[RECORDED INFORMATION — start]

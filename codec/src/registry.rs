//! Known-type registration for polymorphic hierarchies.
//!
//! A [`KnownTypes`] list declares which concrete variants a base type may
//! materialize as on the wire, and how to build a blank instance of each.
//! [`TypeRegistry`] bundles the lists for every hierarchy. It is an explicit,
//! immutable configuration value handed to each codec when it is built.

use std::fmt;

use polywire_core::{Storage, StorageKind};

use crate::error::{DeserializeError, SerializeError};
use crate::record::Polymorphic;

/// One registered variant: its discriminator and its blank constructor.
pub struct KnownType<B> {
    pub name: &'static str,
    pub construct: fn() -> B,
}

impl<B> Clone for KnownType<B> {
    fn clone(&self) -> Self {
        *self
    }
}

impl<B> Copy for KnownType<B> {}

/// The closed list of variants eligible for polymorphic encode/decode of `B`.
pub struct KnownTypes<B> {
    entries: Vec<KnownType<B>>,
}

impl<B: Polymorphic> KnownTypes<B> {
    /// An empty list; nothing under `B` can be encoded or decoded.
    pub fn new() -> Self {
        Self {
            entries: Vec::new(),
        }
    }

    /// Register a variant. A later entry with the same name replaces the earlier one.
    #[must_use]
    pub fn with(mut self, name: &'static str, construct: fn() -> B) -> Self {
        self.entries.retain(|e| e.name != name);
        self.entries.push(KnownType { name, construct });
        self
    }

    pub fn names(&self) -> impl Iterator<Item = &'static str> + '_ {
        self.entries.iter().map(|e| e.name)
    }

    pub fn contains(&self, name: &str) -> bool {
        self.entries.iter().any(|e| e.name == name)
    }

    /// Confirm that `value`'s concrete type is registered, returning its discriminator.
    pub fn check(&self, value: &B) -> Result<&'static str, SerializeError> {
        let name = value.discriminator();
        if self.contains(name) {
            Ok(name)
        } else {
            Err(SerializeError::UnregisteredType {
                base: B::BASE.to_owned(),
                variant: name.to_owned(),
            })
        }
    }

    /// Map a discriminator to a blank instance of the registered variant.
    ///
    /// Nothing is constructed unless the discriminator is registered.
    pub fn construct(&self, discriminator: &str) -> Result<B, DeserializeError> {
        self.entries
            .iter()
            .find(|e| e.name == discriminator)
            .map(|e| (e.construct)())
            .ok_or_else(|| DeserializeError::UnknownDiscriminator {
                base: B::BASE.to_owned(),
                discriminator: discriminator.to_owned(),
            })
    }
}

impl<B: Polymorphic> Default for KnownTypes<B> {
    fn default() -> Self {
        Self::new()
    }
}

impl<B> Clone for KnownTypes<B> {
    fn clone(&self) -> Self {
        Self {
            entries: self.entries.clone(),
        }
    }
}

impl<B> fmt::Debug for KnownTypes<B> {
    fn fmt(&self, f: &mut fmt::Formatter<'_>) -> fmt::Result {
        f.debug_list()
            .entries(self.entries.iter().map(|e| e.name))
            .finish()
    }
}

/// Known types for every polymorphic hierarchy.
#[derive(Clone, Debug)]
pub struct TypeRegistry {
    storage: KnownTypes<Storage>,
}

impl TypeRegistry {
    /// A registry with no variants registered.
    pub fn empty() -> Self {
        Self {
            storage: KnownTypes::new(),
        }
    }

    /// The standard configuration: `Storage` → {DVD, HDD, Flash}.
    pub fn standard() -> Self {
        Self::empty().with_storage(
            KnownTypes::new()
                .with(StorageKind::Dvd.as_str(), || Storage::blank(StorageKind::Dvd))
                .with(StorageKind::Hdd.as_str(), || Storage::blank(StorageKind::Hdd))
                .with(StorageKind::Flash.as_str(), || {
                    Storage::blank(StorageKind::Flash)
                }),
        )
    }

    #[must_use]
    pub fn with_storage(mut self, storage: KnownTypes<Storage>) -> Self {
        self.storage = storage;
        self
    }

    pub fn storage(&self) -> &KnownTypes<Storage> {
        &self.storage
    }
}

impl Default for TypeRegistry {
    fn default() -> Self {
        Self::standard()
    }
}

[RECORDED INFORMATION — finish]

The complete material must be repeated exactly.

filename codec/src/registry.rs
//! Known-type registration for polymorphic hierarchies.
//!
//! A [`KnownTypes`] list declares which concrete variants a base type may
//! materialize as on the wire, and how to build a blank instance of each.
//! [`TypeRegistry`] bundles the lists for every hierarchy. It is an explicit,
//! immutable configuration value handed to each codec when it is built.

use std::fmt;

use polywire_core::{Storage, StorageKind};

use crate::error::{DeserializeError, SerializeError};
use crate::record::Polymorphic;

/// One registered variant: its discriminator and its blank constructor.
pub struct KnownType<B> {
    pub name: &'static str,
    pub construct: fn() -> B,
}

impl<B> Clone for KnownType<B> {
    fn clone(&self) -> Self {
        *self
    }
}

impl<B> Copy for KnownType<B> {}

/// The closed list of variants eligible for polymorphic encode/decode of `B`.
pub struct KnownTypes<B> {
    entries: Vec<KnownType<B>>,
}

impl<B: Polymorphic> KnownTypes<B> {
    /// An empty list; nothing under `B` can be encoded or decoded.
    pub fn new() -> Self {
        Self {
            entries: Vec::new(),
        }
    }

    /// Register a variant. A later entry with the same name replaces the earlier one.
    #[must_use]
    pub fn with(mut self, name: &'static str, construct: fn() -> B) -> Self {
        self.entries.retain(|e| e.name != name);
        self.entries.push(KnownType { name, construct });
        self
    }

    pub fn names(&self) -> impl Iterator<Item = &'static str> + '_ {
        self.entries.iter().map(|e| e.name)
    }

    pub fn contains(&self, name: &str) -> bool {
        self.entries.iter().any(|e| e.name == name)
    }

    /// Confirm that `value`'s concrete type is registered, returning its discriminator.
    pub fn check(&self, value: &B) -> Result<&'static str, SerializeError> {
        let name = value.discriminator();
        if self.contains(name) {
            Ok(name)
        } else {
            Err(SerializeError::UnregisteredType {
                base: B::BASE.to_owned(),
                variant: name.to_owned(),
            })
        }
    }

    /// Map a discriminator to a blank instance of the registered variant.
    ///
    /// Nothing is constructed unless the discriminator is registered.
    pub fn construct(&self, discriminator: &str) -> Result<B, DeserializeError> {
        self.entries
            .iter()
            .find(|e| e.name == discriminator)
            .map(|e| (e.construct)())
            .ok_or_else(|| DeserializeError::UnknownDiscriminator {
                base: B::BASE.to_owned(),
                discriminator: discriminator.to_owned(),
            })
    }
}

impl<B: Polymorphic> Default for KnownTypes<B> {
    fn default() -> Self {
        Self::new()
    }
}

impl<B> Clone for KnownTypes<B> {
    fn clone(&self) -> Self {
        Self {
            entries: self.entries.clone(),
        }
    }
}

impl<B> fmt::Debug for KnownTypes<B> {
    fn fmt(&self, f: &mut fmt::Formatter<'_>) -> fmt::Result {
        f.debug_list()
            .entries(self.entries.iter().map(|e| e.name))
            .finish()
    }
}

/// Known types for every polymorphic hierarchy.
#[derive(Clone, Debug)]
pub struct TypeRegistry {
    storage: KnownTypes<Storage>,
}

impl TypeRegistry {
    /// A registry with no variants registered.
    pub fn empty() -> Self {
        Self {
            storage: KnownTypes::new(),
        }
    }

    /// The standard configuration: `Storage` → {DVD, HDD, Flash}.
    pub fn standard() -> Self {
        Self::empty().with_storage(
            KnownTypes::new()
                .with(StorageKind::Dvd.as_str(), || Storage::blank(StorageKind::Dvd))
                .with(StorageKind::Hdd.as_str(), || Storage::blank(StorageKind::Hdd))
                .with(StorageKind::Flash.as_str(), || {
                    Storage::blank(StorageKind::Flash)
                }),
        )
    }

    #[must_use]
    pub fn with_storage(mut self, storage: KnownTypes<Storage>) -> Self {
        self.storage = storage;
        self
    }

    pub fn storage(&self) -> &KnownTypes<Storage> {
        &self.storage
    }
}

impl Default for TypeRegistry {
    fn default() -> Self {
        Self::standard()
    }
}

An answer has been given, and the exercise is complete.